Although the public debt of the National State has reached a record of US$ 381,070 million and that increases if we include the public debt of the Central Bank, the Provinces, entities and public companies – the dollars and other assets are private and outside the scope of most of the taxation. of the State, among other reasons because the so-called “external assets” are not declared.

Precisely for these reasons, The Government seeks to reach an agreement with the US to access Argentina’s account details in that country.

These “assets” correspond to the outflow or flight of capital that has accumulated over the years outside the local financial system due to the depreciation of the Peso, lack of confidence in the economic management of the various governments in office, and speculation regarding change.

These numbers show the outflow or flight of capital, a process that has increased year after year amid the depreciation of the peso, low growth and economic recession, high inflation, the stoppage of economic activity exacerbated by the pandemic and restrictions on activity. , increased informality and increased poverty. Also because of the sudden devaluation of the peso, the pesification of deposits, mandatory exchanges for bonds, corralito, corralón, stocks, etc.

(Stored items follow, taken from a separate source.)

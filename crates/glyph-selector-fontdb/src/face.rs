//! Fonts parsed with `ttf-parser`.

use std::collections::HashMap;
use std::path::Path;
use std::sync::Arc;

use glyph_selector::{
    Font, FontLoadError, FontLoadResult, FontProperties, FontWeight, GlyphBounds, GlyphIndex,
    GlyphMetrics, GlyphRender, GlyphRenderData, PathCommand,
};
use ttf_parser::{Face, GlyphId, Language, OutlineBuilder, name_id};

use crate::targets;

/// Contents of a font file, shared by every face loaded from it.
///
/// This is the same shape `fontdb` uses for in-memory and memory-mapped
/// sources, so their data is shared without copying.
pub type FontData = Arc<dyn AsRef<[u8]> + Send + Sync>;

/// A TrueType/OpenType face.
///
/// The face is parsed once up front to validate it, read its properties
/// and build its character map, so character lookups never touch the font
/// file. Outlines are read from the file when a glyph is rendered.
pub struct TtfFont {
    data: FontData,
    index: u32,
    properties: FontProperties,
    cmap: HashMap<u32, u16>,
}

impl TtfFont {
    /// Parse face `index` of a font file held in memory.
    pub fn from_data(data: Vec<u8>, index: u32) -> FontLoadResult<Self> {
        Self::from_shared(Arc::new(data), index)
    }

    /// Parse face `index` of shared font file contents.
    pub fn from_shared(data: FontData, index: u32) -> FontLoadResult<Self> {
        let (properties, cmap) = {
            let face = Face::parse((*data).as_ref(), index)
                .map_err(|e| FontLoadError::InvalidFormat(format!("face {index}: {e}")))?;
            (face_properties(&face), char_map(&face))
        };
        tracing::debug!(
            target: targets::FACE,
            %properties,
            index,
            chars = cmap.len(),
            "parsed font face"
        );
        Ok(Self {
            data,
            index,
            properties,
            cmap,
        })
    }

    /// Read and parse face `index` of a font file on disk.
    ///
    /// The path becomes the font's source label.
    pub fn from_file(path: impl AsRef<Path>, index: u32) -> FontLoadResult<Self> {
        let path = path.as_ref();
        let data = std::fs::read(path)
            .map_err(|e| FontLoadError::Io(format!("{}: {e}", path.display())))?;
        Ok(Self::from_data(data, index)?.with_source_label(path.display().to_string()))
    }

    /// Replace the source label of this font's properties.
    #[must_use]
    pub fn with_source_label(mut self, label: impl Into<String>) -> Self {
        self.properties = self.properties.source_label(label);
        self
    }

    /// Index of the face within its font file.
    pub fn face_index(&self) -> u32 {
        self.index
    }

    /// Number of characters this face maps.
    pub fn char_count(&self) -> usize {
        self.cmap.len()
    }

    /// Check if two fonts read from the same file contents.
    pub fn shares_data_with(&self, other: &TtfFont) -> bool {
        Arc::ptr_eq(&self.data, &other.data)
    }

    fn face(&self) -> Option<Face<'_>> {
        Face::parse((*self.data).as_ref(), self.index).ok()
    }
}

impl Font for TtfFont {
    fn properties(&self) -> &FontProperties {
        &self.properties
    }

    fn glyph_index(&self, character_code: u32) -> Option<GlyphIndex> {
        self.cmap
            .get(&character_code)
            .map(|&id| GlyphIndex(u32::from(id)))
    }

    fn compute_rendering_data(&self, _render: GlyphRender, index: GlyphIndex) -> GlyphRenderData {
        let Some(face) = self.face() else {
            return GlyphRenderData::empty(GlyphMetrics {
                advance: 0.0,
                bounds: None,
                units_per_em: 0,
            });
        };
        let metrics = |bounds| GlyphMetrics {
            advance: 0.0,
            bounds,
            units_per_em: face.units_per_em(),
        };

        // Glyph ids are 16-bit in sfnt fonts.
        let Ok(id) = u16::try_from(index.value()).map(GlyphId) else {
            return GlyphRenderData::empty(metrics(None));
        };

        let mut outline = OutlineCollector::default();
        let bounds = face.outline_glyph(id, &mut outline).map(|rect| GlyphBounds {
            x_min: rect.x_min,
            y_min: rect.y_min,
            x_max: rect.x_max,
            y_max: rect.y_max,
        });

        GlyphRenderData {
            metrics: GlyphMetrics {
                advance: face.glyph_hor_advance(id).map_or(0.0, f32::from),
                ..metrics(bounds)
            },
            outline: outline.commands,
        }
    }
}

impl std::fmt::Debug for TtfFont {
    fn fmt(&self, f: &mut std::fmt::Formatter<'_>) -> std::fmt::Result {
        f.debug_struct("TtfFont")
            .field("properties", &self.properties)
            .field("index", &self.index)
            .field("chars", &self.cmap.len())
            .finish_non_exhaustive()
    }
}

/// Read [`FontProperties`] from a parsed face's name and OS/2 tables.
///
/// Both [`TtfFont`] and [`FaceGenerator`](crate::FaceGenerator) use this,
/// so a generator advertises exactly the properties of the font it makes.
pub(crate) fn face_properties(face: &Face<'_>) -> FontProperties {
    let family = name(face, name_id::TYPOGRAPHIC_FAMILY)
        .or_else(|| name(face, name_id::FAMILY))
        .unwrap_or_default();
    let mut properties = FontProperties::new(family)
        .italic(face.is_italic() || face.is_oblique())
        .weight(FontWeight::new(face.weight().to_number()));
    if let Some(foundry) = name(face, name_id::MANUFACTURER) {
        properties = properties.foundry(foundry);
    }
    properties
}

/// First non-empty US English record for `id`, else the first non-empty
/// record in any language.
fn name(face: &Face<'_>, id: u16) -> Option<String> {
    let mut fallback = None;
    for record in face.names() {
        if record.name_id != id {
            continue;
        }
        let Some(value) = record.to_string().filter(|s| !s.trim().is_empty()) else {
            continue;
        };
        if record.language() == Language::English_UnitedStates {
            return Some(value);
        }
        fallback.get_or_insert(value);
    }
    fallback
}

/// Unicode code point to glyph id, from the first Unicode subtable that
/// maps each code point. Mappings to `.notdef` are left out.
fn char_map(face: &Face<'_>) -> HashMap<u32, u16> {
    let mut map = HashMap::new();
    let Some(cmap) = face.tables().cmap else {
        return map;
    };
    for subtable in cmap.subtables {
        if !subtable.is_unicode() {
            continue;
        }
        subtable.codepoints(|code| {
            if let Some(id) = subtable.glyph_index(code)
                && id.0 != 0
            {
                map.entry(code).or_insert(id.0);
            }
        });
    }
    map
}

#[derive(Default)]
struct OutlineCollector {
    commands: Vec<PathCommand>,
}

impl OutlineBuilder for OutlineCollector {
    fn move_to(&mut self, x: f32, y: f32) {
        self.commands.push(PathCommand::MoveTo(x, y));
    }

    fn line_to(&mut self, x: f32, y: f32) {
        self.commands.push(PathCommand::LineTo(x, y));
    }

    fn quad_to(&mut self, x1: f32, y1: f32, x: f32, y: f32) {
        self.commands.push(PathCommand::QuadTo(x1, y1, x, y));
    }

    fn curve_to(&mut self, x1: f32, y1: f32, x2: f32, y2: f32, x: f32, y: f32) {
        self.commands.push(PathCommand::CubicTo(x1, y1, x2, y2, x, y));
    }

    fn close(&mut self) {
        self.commands.push(PathCommand::Close);
    }
}

#[cfg(test)]
mod tests {
    use super::*;

    #[test]
    fn rejects_garbage() {
        let err = TtfFont::from_data(vec![0u8; 64], 0).unwrap_err();
        assert!(matches!(err, FontLoadError::InvalidFormat(_)));
    }

    #[test]
    fn missing_file_is_io_error() {
        let err = TtfFont::from_file("/nonexistent/glyph-selector/font.ttf", 0).unwrap_err();
        assert!(matches!(err, FontLoadError::Io(_)));
        assert!(err.to_string().contains("font.ttf"));
    }

    #[test]
    fn outline_collector_records_commands() {
        let mut collector = OutlineCollector::default();
        collector.move_to(0.0, 0.0);
        collector.quad_to(1.0, 2.0, 3.0, 4.0);
        collector.close();
        assert_eq!(
            collector.commands,
            vec![
                PathCommand::MoveTo(0.0, 0.0),
                PathCommand::QuadTo(1.0, 2.0, 3.0, 4.0),
                PathCommand::Close,
            ]
        );
    }
}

These figures, the Indec explains, arise from foreign currency buying and selling movements in the banking and financial system, from the entry and exit of funds and capital processed through the Central Bank and from data provided by banks and entities. • abroad regarding the properties, placements or assets that Argentines have in their countries and estimates of the movements of funds, as in the case of foreign tourism.